At first some of the detainees were allowed to leave the camp to take on small construction projects for the police or the army. This practice ended when the first New Mexican soldiers returned home with stories of Japanese cruelty and the horrors of POW camps in Japan. With public opinion turned so vehemently against them, the internees (who, at peak periods, comprised 10% of Santa Fe’s population) were no longer allowed to leave the grounds. Santa Feans had to be persuaded not to mob Camp Santa Fe, finally convinced by the logic that Japan’s mistreatment of American POWs would increase if the detainees were harmed.
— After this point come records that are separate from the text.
//! Compliance profiles.
//!
//! A profile bundles the masking, encryption, signing, and retention rules of
//! one regulation. Profiles are static configuration: the four shipped here
//! (HIPAA, PCI-DSS, SOX, GDPR) cover the regulations the sink targets, and
//! only the retention period is adjustable, inside the profile's legal
//! bounds.

use std::time::Duration;

use gneiss_crypto::SignatureAlgorithm;

use crate::error::{ComplianceError, Result};

/// Masking/encryption/signing/retention rules for one regulation.
#[derive(Debug, Clone)]
pub struct ComplianceProfile {
    /// Profile name as persisted in records ("HIPAA", "PCI-DSS", …).
    pub name: &'static str,
    /// Payloads must be AEAD-encrypted at rest.
    pub require_encryption: bool,
    /// Records must join the signature chain.
    pub require_signing: bool,
    /// Chain signature algorithm when signing is required.
    pub signing_algorithm: Option<SignatureAlgorithm>,
    /// Legal minimum retention, days.
    pub min_retention_days: u32,
    /// Retention applied when no override is configured, days.
    pub default_retention_days: u32,
    /// Upper retention bound (storage-limitation rules), days.
    pub max_retention_days: u32,
    /// Case-insensitive substrings marking a property key as sensitive.
    pub mask_sensitive: &'static [&'static str],
    /// Property names every audit event must carry.
    pub audit_properties: &'static [&'static str],
    /// Persisted data must be tamper-evident.
    pub tamper_proof: bool,
    /// Reads of audit data must themselves be logged.
    pub access_log: bool,
    /// Archived objects should use store-side immutability (object lock).
    pub immutable_storage: bool,

    retention_days: u32,
}

impl ComplianceProfile {
    /// HIPAA: PHI at rest is encrypted and signed (Ed25519), kept ≥ 6 years.
    pub fn hipaa() -> Self {
        Self {
            name: "HIPAA",
            require_encryption: true,
            require_signing: true,
            signing_algorithm: Some(SignatureAlgorithm::Ed25519),
            min_retention_days: 2190,
            default_retention_days: 2555,
            max_retention_days: 9125,
            // Deliberately no bare "patient": identifiers like PatientId
            // must survive masking, only the sensitive values go.
            mask_sensitive: &[
                "ssn",
                "social_security",
                "dob",
                "date_of_birth",
                "mrn",
                "medical_record",
                "diagnosis",
                "insurance",
                "password",
                "secret",
            ],
            audit_properties: &["UserId", "Action"],
            tamper_proof: true,
            access_log: true,
            immutable_storage: true,
            retention_days: 2555,
        }
    }

    /// PCI-DSS: cardholder data is encrypted and signed (RSA-PSS), kept ≥ 1 year.
    pub fn pci_dss() -> Self {
        Self {
            name: "PCI-DSS",
            require_encryption: true,
            require_signing: true,
            signing_algorithm: Some(SignatureAlgorithm::RsaPssSha256),
            min_retention_days: 365,
            default_retention_days: 365,
            max_retention_days: 1095,
            mask_sensitive: &["pan", "card", "cvv", "cvc", "expiry", "track", "password", "secret"],
            audit_properties: &["UserId", "Action"],
            tamper_proof: true,
            access_log: true,
            immutable_storage: false,
            retention_days: 365,
        }
    }

    /// SOX: financial records need integrity (RSA-PSS signing) for 7 years;
    /// confidentiality is not mandated, so encryption stays off by default.
    pub fn sox() -> Self {
        Self {
            name: "SOX",
            require_encryption: false,
            require_signing: true,
            signing_algorithm: Some(SignatureAlgorithm::RsaPssSha256),
            min_retention_days: 2555,
            default_retention_days: 2555,
            max_retention_days: 3650,
            mask_sensitive: &["salary", "compensation", "account_number", "password", "secret"],
            audit_properties: &["UserId", "Action"],
            tamper_proof: true,
            access_log: false,
            immutable_storage: true,
            retention_days: 2555,
        }
    }

    /// GDPR: personal data is encrypted and aggressively masked; storage
    /// limitation caps retention low.
    pub fn gdpr() -> Self {
        Self {
            name: "GDPR",
            require_encryption: true,
            require_signing: false,
            signing_algorithm: None,
            min_retention_days: 30,
            default_retention_days: 365,
            max_retention_days: 1095,
            mask_sensitive: &[
                "email",
                "phone",
                "address",
                "passport",
                "national_id",
                "ip_address",
                "password",
                "secret",
            ],
            audit_properties: &["UserId", "Action", "LawfulBasis"],
            tamper_proof: false,
            access_log: true,
            immutable_storage: false,
            retention_days: 365,
        }
    }

    /// Looks a profile up by its persisted name.
    pub fn by_name(name: &str) -> Option<Self> {
        match name {
            "HIPAA" => Some(Self::hipaa()),
            "PCI-DSS" => Some(Self::pci_dss()),
            "SOX" => Some(Self::sox()),
            "GDPR" => Some(Self::gdpr()),
            _ => None,
        }
    }

    /// Overrides the retention period, validating it against the profile's
    /// legal bounds.
    pub fn with_retention_days(mut self, days: u32) -> Result<Self> {
        if days < self.min_retention_days || days > self.max_retention_days {
            return Err(ComplianceError::RetentionOutOfBounds {
                profile: self.name.to_string(),
                requested: days,
                min: self.min_retention_days,
                max: self.max_retention_days,
            });
        }
        self.retention_days = days;
        Ok(self)
    }

    /// Currently configured retention, days.
    pub fn retention_days(&self) -> u32 {
        self.retention_days
    }

    /// Currently configured retention as a duration.
    pub fn retention_period(&self) -> Duration {
        Duration::from_secs(u64::from(self.retention_days) * 24 * 60 * 60)
    }
}

#[cfg(test)]
mod tests {
    use super::*;
    use test_case::test_case;

    #[test_case("HIPAA", 2190, 2555, 9125)]
    #[test_case("PCI-DSS", 365, 365, 1095)]
    #[test_case("SOX", 2555, 2555, 3650)]
    #[test_case("GDPR", 30, 365, 1095)]
    fn retention_bounds(name: &str, min: u32, default: u32, max: u32) {
        let profile = ComplianceProfile::by_name(name).unwrap();
        assert_eq!(profile.min_retention_days, min);
        assert_eq!(profile.default_retention_days, default);
        assert_eq!(profile.max_retention_days, max);
        assert_eq!(profile.retention_days(), default);
        assert!(min <= default && default <= max);
    }

    #[test]
    fn retention_override_is_bounded() {
        let err = ComplianceProfile::hipaa()
            .with_retention_days(100)
            .unwrap_err();
        match err {
            ComplianceError::RetentionOutOfBounds { min, requested, .. } => {
                assert_eq!(min, 2190);
                assert_eq!(requested, 100);
            }
            other => panic!("unexpected error: {other}"),
        }
        assert!(err_names_minimum());

        let profile = ComplianceProfile::hipaa().with_retention_days(2555).unwrap();
        assert_eq!(profile.retention_days(), 2555);
        assert_eq!(
            profile.retention_period(),
            Duration::from_secs(2555 * 24 * 60 * 60)
        );
    }

    fn err_names_minimum() -> bool {
        let err = ComplianceProfile::hipaa()
            .with_retention_days(100)
            .unwrap_err();
        err.to_string().contains("2190")
    }

    #[test_case(2190; "at minimum")]
    #[test_case(9125; "at maximum")]
    fn retention_boundary_values_accepted(days: u32) {
        assert!(ComplianceProfile::hipaa().with_retention_days(days).is_ok());
    }

    #[test_case(2189; "below minimum")]
    #[test_case(9126; "above maximum")]
    fn retention_boundary_values_rejected(days: u32) {
        assert!(ComplianceProfile::hipaa().with_retention_days(days).is_err());
    }

    #[test]
    fn unknown_profile_name() {
        assert!(ComplianceProfile::by_name("FERPA").is_none());
    }

    #[test]
    fn signing_algorithms_match_regulations() {
        assert_eq!(
            ComplianceProfile::hipaa().signing_algorithm,
            Some(SignatureAlgorithm::Ed25519)
        );
        assert_eq!(
            ComplianceProfile::pci_dss().signing_algorithm,
            Some(SignatureAlgorithm::RsaPssSha256)
        );
        assert_eq!(
            ComplianceProfile::sox().signing_algorithm,
            Some(SignatureAlgorithm::RsaPssSha256)
        );
        assert!(!ComplianceProfile::gdpr().require_signing);
    }
}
Few modern-day residents know there was an internment camp located in one of their still and sunny neighborhoods. On the blustery February day in 2006, a few of the older girls from Carlos Gilbert Elementary lingered in front of the memorial after the group moved on. When asked their opinion on internment camps, the students demonstrated thoughtfulness and a surprising amount of knowledge. Pearl talked about the people who were interned merely because they looked Japanese. Sarah spoke up about the two American-born Japanese men who died in the camp. She added, “We used to call them aliens ‘cause they weren’t like us.” Daria, a second-grader, vacillated, “I don’t think internment camps are good. Except if it’s for war.”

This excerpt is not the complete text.